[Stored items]

- Opening Delimiter -

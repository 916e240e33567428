//! Health check endpoint

use axum::{extract::State, routing::get, Json, Router};
use chrono::Utc;
use serde::Serialize;

use crate::AppState;

/// Health check response
#[derive(Debug, Serialize)]
pub struct HealthResponse {
    /// "ok", or "degraded" when analysis is disabled
    pub status: String,
    pub module: String,
    /// Crate version from Cargo.toml
    pub version: String,
    /// Seconds since service started
    pub uptime_seconds: u64,
    /// Whether an LLM client is configured
    pub analysis_enabled: bool,
    /// Last error message if any (for diagnostics)
    #[serde(skip_serializing_if = "Option::is_none")]
    pub last_error: Option<String>,
}

/// GET /health
pub async fn health_check(State(state): State<AppState>) -> Json<HealthResponse> {
    let uptime = Utc::now().signed_duration_since(state.startup_time);
    let uptime_seconds = uptime.num_seconds().max(0) as u64;

    let last_error = state.last_error.read().await.clone();
    let analysis_enabled = state.driver.is_some();

    Json(HealthResponse {
        status: if analysis_enabled { "ok" } else { "degraded" }.to_string(),
        module: "kritikos-analysis".to_string(),
        version: env!("CARGO_PKG_VERSION").to_string(),
        uptime_seconds,
        analysis_enabled,
        last_error,
    })
}

/// Build health check routes
pub fn health_routes() -> Router<AppState> {
    Router::new().route("/health", get(health_check))
}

- Closing Delimiter -

The line with "pub fn health_routes()" and all the lines after it in the records above are to be output exactly, with nothing added.

pub fn health_routes() -> Router<AppState> {
    Router::new().route("/health", get(health_check))
}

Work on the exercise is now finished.